Way back in January, I described a parser combinator library I’d built in Smalltalk. Since then, we’ve moved from Smalltalk to Newspeak, and refined the library in interesting ways.
The original parser combinator library has been a great success, but grammars built with it were still polluted by two solution-space artifacts. One is the need to use self sends, as in
id := self letter, [(self letter | [self digit]) star]
In Newspeak, self sends can be implicit, and so this problem goes away. We could write
id:: letter, [(letter | [digit]) star]
The other problem is the use of blocks. We’d much rather have written
id:: letter, (letter | digit) star
The solution is to have the framework pre-initialize all slots representing productions with a forward reference parser that acts as a stand-in for the real parser that will be computed later.
When the tree of parsers representing the grammar has been computed, it will contain stand-ins exactly in those places where forward references occurred due to mutual recursion. When such a parser gets invoked, it looks up the real parser (now stored in the corresponding slot) and forwards all parsing requests to it.
Our parsers are now entirely unpolluted by solution-space boilerplate, so I feel justified in calling them executable grammars. They really are executable specifications, that can be shared among all the tools that need access to a language’s grammar.
Below is a small but complete grammar in Newspeak:
class ExampleGrammar1 = ExecutableGrammar (
|
digit = self charBetween: $0 and: $9.
letter = (self charBetween: $a and: $z) | (self charBetween: $A and: $Z).

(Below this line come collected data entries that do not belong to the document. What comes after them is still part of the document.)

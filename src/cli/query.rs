//! Read-only views of the deployed ledger and its price feed.

use super::ui;
use crate::chain::{FUND_ME, LocalChain, MOCK_V3_AGGREGATOR};
use crate::core::units::{NATIVE_DECIMALS, format_ether, parse_ether};
use crate::core::{Address, FundingLedger, PriceFeed};
use anyhow::{Context, Result};
use comfy_table::{Cell, CellAlignment, Table};
use futures::future::join_all;
use tracing::warn;

/// Amount recorded for `account`, or for every local account when `None`.
pub async fn balance(chain: &LocalChain, account: Option<&str>) -> Result<()> {
    let ledger = chain.fund_me(FUND_ME)?;
    let accounts = match account {
        Some(name) => vec![chain.resolve_account(name)?],
        None => chain.accounts().to_vec(),
    };

    let mut table = ui::new_styled_table();
    table.set_header(vec![
        ui::header_cell("Account"),
        ui::header_cell("Funded (ETH)"),
    ]);
    let amounts = join_all(accounts.iter().map(|a| ledger.get_balance(a))).await;
    for (address, amount) in accounts.iter().zip(amounts) {
        table.add_row(vec![
            ui::address_cell(address, None),
            ui::amount_cell(amount, NATIVE_DECIMALS),
        ]);
    }
    println!("{table}");
    Ok(())
}

async fn funders_table(ledger: &FundingLedger) -> Table {
    let snapshot = ledger.snapshot().await;
    let mut table = ui::new_styled_table();
    table.set_header(vec![
        ui::header_cell("#"),
        ui::header_cell("Funder"),
        ui::header_cell("Funded (ETH)"),
    ]);
    for (index, funder) in snapshot.funders.iter().enumerate() {
        let amount = snapshot.balances.get(funder).copied().unwrap_or(0);
        table.add_row(vec![
            Cell::new(index).set_alignment(CellAlignment::Right),
            ui::address_cell(funder, None),
            ui::amount_cell(amount, NATIVE_DECIMALS),
        ]);
    }
    table
}

pub async fn funders(chain: &LocalChain) -> Result<()> {
    let ledger = chain.fund_me(FUND_ME)?;
    if ledger.funders_count().await == 0 {
        println!("{}", ui::style_text("No funders yet.", ui::StyleType::Subtle));
        return Ok(());
    }
    println!("{}", funders_table(&ledger).await);
    Ok(())
}

/// Current price reported to the ledger, with the feed's metadata.
pub async fn price(chain: &LocalChain) -> Result<()> {
    let ledger = chain.fund_me(FUND_ME)?;
    let oracle = ledger.oracle();
    let feed = oracle.feed();

    ui::print_field("Price feed", ledger.get_price_feed());
    match feed.description().await {
        Ok(description) => ui::print_field("Description", &description),
        Err(e) => warn!("Could not read feed description: {e:#}"),
    }
    if let Ok(version) = feed.version().await {
        ui::print_field("Version", &version.to_string());
    }
    let round = feed.latest_round_data().await?;
    ui::print_field("Round", &round.round_id.to_string());

    let price = oracle.get_price().await?;
    ui::print_field("ETH/USD", &price.to_string());
    let one_eth = oracle.to_usd(parse_ether("1")?, NATIVE_DECIMALS).await?;
    ui::print_field(
        "Minimum contribution",
        &format!(
            "{} USD (about {} ETH)",
            ledger.minimum_usd(),
            min_native(ledger.minimum_usd(), one_eth.value, one_eth.decimals)
        ),
    );
    Ok(())
}

/// Smallest native amount worth `minimum_usd` at `usd_per_eth` (with `decimals`).
fn min_native(minimum_usd: u128, usd_per_eth: u128, decimals: u8) -> String {
    let Some(scale) = crate::core::units::pow10(decimals) else {
        return "?".to_string();
    };
    let wei_per_eth = 10u128.pow(u32::from(NATIVE_DECIMALS));
    minimum_usd
        .checked_mul(scale)
        .and_then(|usd| usd.checked_mul(wei_per_eth))
        .map(|scaled| format_ether(scaled.div_ceil(usd_per_eth)))
        .unwrap_or_else(|| "?".to_string())
}

/// Pushes a new answer to the mock feed on a development chain.
pub async fn set_price(chain: &LocalChain, answer: i128) -> Result<()> {
    let mock = chain
        .mock_aggregator(MOCK_V3_AGGREGATOR)
        .context("Mock price feed not deployed; run `fundme deploy --tags mocks` first")?;
    mock.update_answer(answer).await;
    let decimals = mock.decimals().await?;
    let round = mock.latest_round_data().await?;
    println!(
        "{} round {} answer {} ({} decimals)",
        ui::style_text("Updated", ui::StyleType::Success),
        round.round_id,
        answer,
        decimals
    );
    Ok(())
}

/// Summary of the deployed ledger.
pub async fn info(chain: &LocalChain) -> Result<()> {
    let ledger = chain.fund_me(FUND_ME)?;
    let owner: &Address = ledger.get_owner();
    let (held, funders, owner_balance, contract_balance) = futures::join!(
        ledger.held(),
        ledger.funders_count(),
        chain.balance_of(owner),
        chain.balance_of(ledger.address()),
    );

    println!("\n{}", ui::style_text("FundMe", ui::StyleType::Title));
    ui::print_field("Network", chain.network());
    ui::print_field("Address", ledger.address());
    ui::print_field("Owner", owner);
    ui::print_field("Price feed", ledger.get_price_feed());
    ui::print_field("Minimum (USD)", &ledger.minimum_usd().to_string());
    ui::print_field("Funders", &funders.to_string());
    ui::print_field("Held", &format!("{} ETH", format_ether(held)));
    ui::print_field(
        "Contract balance",
        &format!("{} ETH", format_ether(contract_balance)),
    );
    ui::print_field(
        "Owner balance",
        &format!("{} ETH", format_ether(owner_balance)),
    );
    match ledger.oracle().get_price().await {
        Ok(price) => ui::print_field("ETH/USD", &price.to_string()),
        Err(e) => ui::print_field("ETH/USD", &ui::style_text(&e.to_string(), ui::StyleType::Error)),
    }
    Ok(())
}
pub mod disk;
pub mod memory;

use crate::chain::ChainSnapshot;
use anyhow::{Context, Result};
use disk::DiskCollection;
use fjall::{Keyspace, PartitionCreateOptions};
use memory::MemoryCollection;
use serde::{Serialize, de::DeserializeOwned};
use std::collections::HashMap;
use std::path::Path;
use std::sync::{Arc, RwLock};
use tracing::debug;

const CHAINS: &str = "chains";

/// Raw byte storage under string keys.
pub trait KeyValueCollection: Send + Sync {
    fn get(&self, key: &str) -> Result<Option<Vec<u8>>>;

    fn put(&self, key: &str, value: &[u8]) -> Result<()>;

    fn remove(&self, key: &str) -> Result<()>;
}

/// A store holding named collections, on disk or in memory.
pub struct KeyValueStore {
    collections: RwLock<HashMap<String, Arc<dyn KeyValueCollection>>>,
    keyspace: Option<Keyspace>,
}

impl KeyValueStore {
    pub fn open<P: AsRef<Path>>(path: P) -> Result<Self> {
        let path = path.as_ref();
        std::fs::create_dir_all(path)
            .with_context(|| format!("Failed to create directory: {}", path.display()))?;
        let keyspace = fjall::Config::new(path)
            .open()
            .with_context(|| format!("Failed to open store at {}", path.display()))?;
        debug!("Opened store at {}", path.display());

        Ok(Self {
            collections: RwLock::new(HashMap::new()),
            keyspace: Some(keyspace),
        })
    }

    pub fn in_memory() -> Self {
        Self {
            collections: RwLock::new(HashMap::new()),
            keyspace: None,
        }
    }

    pub fn collection(&self, name: &str) -> Result<Arc<dyn KeyValueCollection>> {
        if let Some(collection) = self.collections.read().unwrap().get(name) {
            return Ok(collection.clone());
        }

        let collection: Arc<dyn KeyValueCollection> = match &self.keyspace {
            Some(keyspace) => {
                let partition = keyspace
                    .open_partition(name, PartitionCreateOptions::default())
                    .with_context(|| format!("Failed to open partition: {name}"))?;
                Arc::new(DiskCollection::new(keyspace.clone(), partition))
            }
            None => Arc::new(MemoryCollection::new()),
        };
        let mut collections = self.collections.write().unwrap();
        Ok(collections
            .entry(name.to_string())
            .or_insert(collection)
            .clone())
    }

    pub fn get_json<T: DeserializeOwned>(&self, collection: &str, key: &str) -> Result<Option<T>> {
        let Some(bytes) = self.collection(collection)?.get(key)? else {
            return Ok(None);
        };
        let value = serde_json::from_slice(&bytes)
            .with_context(|| format!("Corrupt entry {key} in {collection}"))?;
        Ok(Some(value))
    }

    pub fn put_json<T: Serialize>(&self, collection: &str, key: &str, value: &T) -> Result<()> {
        let bytes = serde_json::to_vec(value)?;
        self.collection(collection)?.put(key, &bytes)
    }

    /// The saved state of the local chain for `network`, if any.
    pub fn load_chain(&self, network: &str) -> Result<Option<ChainSnapshot>> {
        self.get_json(CHAINS, network)
    }

    pub fn save_chain(&self, snapshot: &ChainSnapshot) -> Result<()> {
        debug!(network = %snapshot.network, "Saving chain state");
        self.put_json(CHAINS, &snapshot.network, snapshot)
    }

    /// Forgets everything saved for `network`.
    pub fn reset_chain(&self, network: &str) -> Result<()> {
        self.collection(CHAINS)?.remove(network)
    }
}
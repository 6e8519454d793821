use crate::core::ledger::MINIMUM_USD;
use crate::providers::util::RetryPolicy;
use anyhow::{Context, Result};
use directories::ProjectDirs;
use serde::{Deserialize, Serialize};
use std::collections::BTreeMap;
use std::{fs, path::PathBuf};
use tracing::debug;

/// Decimals reported by the mock price feed on development chains.
pub const DECIMALS: u8 = 8;
/// Initial mock answer: 2000 USD with [`DECIMALS`] decimals.
pub const INITIAL_ANSWER: i128 = 200_000_000_000;

#[derive(Debug, Deserialize, Serialize, Clone, PartialEq, Eq)]
pub struct NetworkConfig {
    pub chain_id: u64,
    pub rpc_url: Option<String>,
    pub eth_usd_price_feed: Option<String>,
}

#[derive(Debug, Deserialize, Serialize, Clone, PartialEq, Eq)]
pub struct MockConfig {
    pub decimals: u8,
    pub initial_answer: i128,
}

impl Default for MockConfig {
    fn default() -> Self {
        MockConfig {
            decimals: DECIMALS,
            initial_answer: INITIAL_ANSWER,
        }
    }
}

#[derive(Debug, Deserialize, Serialize, Clone, PartialEq, Eq)]
pub struct AccountsConfig {
    pub count: usize,
    /// Starting balance of every account, in native units (e.g. `"10000"`).
    pub balance: String,
}

impl Default for AccountsConfig {
    fn default() -> Self {
        AccountsConfig {
            count: 10,
            balance: "10000".to_string(),
        }
    }
}

#[derive(Debug, Deserialize, Serialize, Clone, PartialEq, Eq)]
pub struct FundingConfig {
    pub minimum_usd: u128,
    /// Oracle answers older than this are refused.
    pub max_price_age_secs: Option<i64>,
}

impl Default for FundingConfig {
    fn default() -> Self {
        FundingConfig {
            minimum_usd: MINIMUM_USD,
            max_price_age_secs: None,
        }
    }
}

fn default_network() -> String {
    "hardhat".to_string()
}

fn default_development_chains() -> Vec<String> {
    vec!["hardhat".to_string(), "localhost".to_string()]
}

fn default_networks() -> BTreeMap<String, NetworkConfig> {
    BTreeMap::from([
        (
            "hardhat".to_string(),
            NetworkConfig {
                chain_id: 31337,
                rpc_url: None,
                eth_usd_price_feed: None,
            },
        ),
        (
            "localhost".to_string(),
            NetworkConfig {
                chain_id: 31337,
                rpc_url: Some("http://127.0.0.1:8545".to_string()),
                eth_usd_price_feed: None,
            },
        ),
        (
            "sepolia".to_string(),
            NetworkConfig {
                chain_id: 11155111,
                rpc_url: Some("https://ethereum-sepolia-rpc.publicnode.com".to_string()),
                eth_usd_price_feed: Some("0x694AA1769357215DE4FAC081bf1f309aDC325306".to_string()),
            },
        ),
    ])
}

fn default_named_accounts() -> BTreeMap<String, usize> {
    BTreeMap::from([("deployer".to_string(), 0)])
}

#[derive(Debug, Deserialize, Serialize, Clone)]
pub struct AppConfig {
    #[serde(default = "default_network")]
    pub network: String,
    #[serde(default = "default_development_chains")]
    pub development_chains: Vec<String>,
    #[serde(default = "default_networks")]
    pub networks: BTreeMap<String, NetworkConfig>,
    #[serde(default)]
    pub mocks: MockConfig,
    #[serde(default)]
    pub accounts: AccountsConfig,
    #[serde(default = "default_named_accounts")]
    pub named_accounts: BTreeMap<String, usize>,
    #[serde(default)]
    pub funding: FundingConfig,
    #[serde(default)]
    pub rpc: RetryPolicy,
    pub data_path: Option<String>,
}

impl Default for AppConfig {
    fn default() -> Self {
        AppConfig {
            network: default_network(),
            development_chains: default_development_chains(),
            networks: default_networks(),
            mocks: MockConfig::default(),
            accounts: AccountsConfig::default(),
            named_accounts: default_named_accounts(),
            funding: FundingConfig::default(),
            rpc: RetryPolicy::default(),
            data_path: None,
        }
    }
}

impl AppConfig {
    pub fn load() -> Result<Self> {
        debug!("Loading default config");
        let config_path = Self::default_config_path()?;
        if !config_path.exists() {
            debug!("No config at {}, using defaults", config_path.display());
            return Ok(Self::default());
        }
        Self::load_from_path(&config_path)
    }

    pub fn default_config_path() -> Result<PathBuf> {
        let proj_dirs = ProjectDirs::from("io", "fundme", "fundme")
            .context("Could not determine project directories")?;
        Ok(proj_dirs.config_dir().join("config.yaml"))
    }

    pub fn data_path(&self) -> Result<PathBuf> {
        if let Some(custom_path) = &self.data_path {
            return Ok(PathBuf::from(custom_path));
        }
        let proj_dirs = ProjectDirs::from("io", "fundme", "fundme")
            .context("Could not determine project directories")?;
        Ok(proj_dirs.data_dir().to_path_buf())
    }

    pub fn load_from_path<P: AsRef<std::path::Path>>(path: P) -> Result<Self> {
        let config_str = fs::read_to_string(path.as_ref())
            .with_context(|| format!("Failed to read config file: {}", path.as_ref().display()))?;

        let config: Self = serde_yaml::from_str(&config_str)
            .with_context(|| format!("Failed to parse config file: {}", path.as_ref().display()))?;
        debug!("Successfully loaded config");
        Ok(config)
    }

    pub fn is_development_chain(&self, network: &str) -> bool {
        self.development_chains.iter().any(|n| n == network)
    }

    pub fn network_config(&self, network: &str) -> Result<&NetworkConfig> {
        self.networks
            .get(network)
            .with_context(|| format!("Unknown network: {network}"))
    }

    pub fn named_account(&self, name: &str) -> Option<usize> {
        self.named_accounts.get(name).copied()
    }
}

id = letter, (letter | digit) star.
identifier = tokenFor: id.
hat = tokenFromChar: $^.
expression = identifier.
returnStatement = hat, expression.
|
) ()
If you want to understand all the details, check out this paper; if you can, you might also look at my JAOO 2007 talk, which also speculates on how we can make things look even nicer, e.g.:
class ExampleGrammar3 = ExecutableGrammar (
|
digit = $0 - $9.
letter = ($a - $z) | ($A - $Z).
id = letter, (letter | digit) star.
identifier = tokenFor: id.
expression = identifier.
returnStatement = $^, expression.
|
)()